Inoltre, Zakhárova ha espresso la preoccupazione di Mosca per i piani di Washington di rafforzare la propria presenza militare in Siria, in particolare nella base militare degli Stati Uniti ad Al-Tanf, nel sud-est del paese, facendo arrivare pesanti attrezzature militari.
 
"Siamo ancora preoccupati per le notizie secondo cui gli Stati Uniti e i loro alleati stanno consolidando la loro presenza militare illegale nel territorio della Siria sovrana.
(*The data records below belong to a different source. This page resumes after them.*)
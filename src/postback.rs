use anyhow::{bail, Result};
use scraper::{Html, Selector};

/// Grid control that owns the pager; its postback event target is fixed
/// for this portal.
const EVENT_TARGET: &str = "ctl00$Content$cusResultsGrid$repWebGrid$ctl00$grdWebGridTabularView";

const EVENT_VALIDATION: &str = "__EVENTVALIDATION";
const VIEW_STATE: &str = "__VIEWSTATE";

/// Opaque WebForms continuation tokens from the first results page.
///
/// The portal pages its grid server-side: the tokens captured from page 1
/// are replayed verbatim for every later page request and never refreshed.
#[derive(Debug, Clone)]
pub struct PostbackState {
    event_validation: String,
    view_state: String,
}

impl PostbackState {
    pub fn capture(html: &Html) -> Result<Self> {
        Ok(Self {
            event_validation: hidden_field(html, EVENT_VALIDATION)?,
            view_state: hidden_field(html, VIEW_STATE)?,
        })
    }

    /// Form body requesting result page `page_index` (2..=page count).
    pub fn page_request(&self, page_index: usize) -> Vec<(String, String)> {
        vec![
            ("__EVENTTARGET".to_string(), EVENT_TARGET.to_string()),
            ("__EVENTARGUMENT".to_string(), format!("Page${}", page_index)),
            (EVENT_VALIDATION.to_string(), self.event_validation.clone()),
            (VIEW_STATE.to_string(), self.view_state.clone()),
        ]
    }
}

/// Value of a named hidden input. The tokens are blobs; they are carried,
/// never parsed.
fn hidden_field(html: &Html, name: &str) -> Result<String> {
    let input_sel = Selector::parse("input").unwrap();
    for input in html.select(&input_sel) {
        if input.attr("name") == Some(name) {
            return Ok(input.attr("value").unwrap_or_default().to_string());
        }
    }
    bail!("no {} hidden field in page", name)
}

// ── Tests ──

#[cfg(test)]
mod tests {
    use super::*;

    const PAGE: &str = r#"
        <html><body><form>
            <input type="hidden" name="__VIEWSTATE" value="vs-blob" />
            <input type="hidden" name="__EVENTVALIDATION" value="ev-blob" />
            <input type="submit" name="search" value="Search" />
        </form></body></html>
    "#;

    #[test]
    fn captures_both_tokens() {
        let html = Html::parse_document(PAGE);
        let state = PostbackState::capture(&html).unwrap();
        assert_eq!(state.view_state, "vs-blob");
        assert_eq!(state.event_validation, "ev-blob");
    }

    #[test]
    fn missing_token_is_an_error() {
        let html = Html::parse_document("<html><body><form></form></body></html>");
        assert!(PostbackState::capture(&html).is_err());
    }

    #[test]
    fn page_request_carries_tokens_and_page_argument() {
        let html = Html::parse_document(PAGE);
        let state = PostbackState::capture(&html).unwrap();
        let fields = state.page_request(3);

        let get = |name: &str| {
            fields
                .iter()
                .find(|(n, _)| n == name)
                .map(|(_, v)| v.as_str())
        };
        assert_eq!(get("__EVENTARGUMENT"), Some("Page$3"));
        assert_eq!(get("__EVENTTARGET"), Some(EVENT_TARGET));
        assert_eq!(get("__VIEWSTATE"), Some("vs-blob"));
        assert_eq!(get("__EVENTVALIDATION"), Some("ev-blob"));
    }
}
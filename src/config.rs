const LISTING_URL: &str = "https://eproperty.mitchamcouncil.sa.gov.au/T1PRProd/WebApps/eProperty/P1/eTrack/eTrackApplicationSearchResults.aspx?Field=S&Period=L28&r=P1.WEBGUEST&f=%24P1.ETR.SEARCH.SL28";
const DETAIL_BASE_URL: &str = "https://eproperty.mitchamcouncil.sa.gov.au/T1PRProd/WebApps/eProperty/P1/eTrack/eTrackApplicationDetails.aspx?r=P1.WEBGUEST&f=%24P1.ETR.APPDET.VIW&ApplicationId=";
const COMMENT_URL: &str = "mailto:mitcham@mitchamcouncil.sa.gov.au";
const DB_PATH: &str = "data.sqlite";
const FETCH_DELAY_MS: u64 = 300;

/// Endpoints and tunables for one scrape run, injected into the pipeline
/// so tests can point it at stub documents and a scratch database.
#[derive(Debug, Clone)]
pub struct Config {
    /// Search-results page: GET for page 1, postback POST for later pages.
    pub listing_url: String,
    /// Detail page prefix; the encoded reference number is appended.
    pub detail_base_url: String,
    /// Fixed contact address stored with every record.
    pub comment_url: String,
    pub db_path: String,
    /// Pause between consecutive fetches, in milliseconds.
    pub delay_ms: u64,
}

impl Default for Config {
    fn default() -> Self {
        Self {
            listing_url: LISTING_URL.to_string(),
            detail_base_url: DETAIL_BASE_URL.to_string(),
            comment_url: COMMENT_URL.to_string(),
            db_path: DB_PATH.to_string(),
            delay_ms: FETCH_DELAY_MS,
        }
    }
}

impl Config {
    /// Absolute detail-page URL for a reference number. Slashes in the
    /// reference must survive as %2F, so the whole value is encoded.
    pub fn detail_url(&self, reference: &str) -> String {
        format!("{}{}", self.detail_base_url, urlencoding::encode(reference))
    }
}

// ── Tests ──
In particolare, nella zona stabilita dagli Stati Uniti intorno agli insediamenti di Al-Tanf arrivano pesanti equipaggiamenti militari", ha spiegato la portavoce russa.
 

 
Alla base di Al-Tanf, vicino al confine con Iraq e Giordania, gli USA addestrano e equipaggiano i gruppi armati dell'opposizione siriana. Accanto alla base si trova il campo profughi di Al-Rukban.
 
Zakharova ha osservato inoltre che la Russia spera che gli organismo delle Nazioni Unite (ONU), che sono "accorsi per aiutare la popolazione del Ghouta orientale quando ancora sotto il controllo dei banditi e terroristi continuino a fornire assistenza umanitaria con lo stesso entusiasmo per la popolazione colpita di quel sobborgo della capitale siriana dopo la sua liberazione ".
 
Attualmente, il 90% del Ghouta orientale è stato liberato dall'esercito siriano che sta conducendo avviando processi di evacuazione, iniziati con gli accordi tra gruppi armati e Damasco al fine di ridurre le vittime civili. La Russia è stata un intermediario nei negoziati.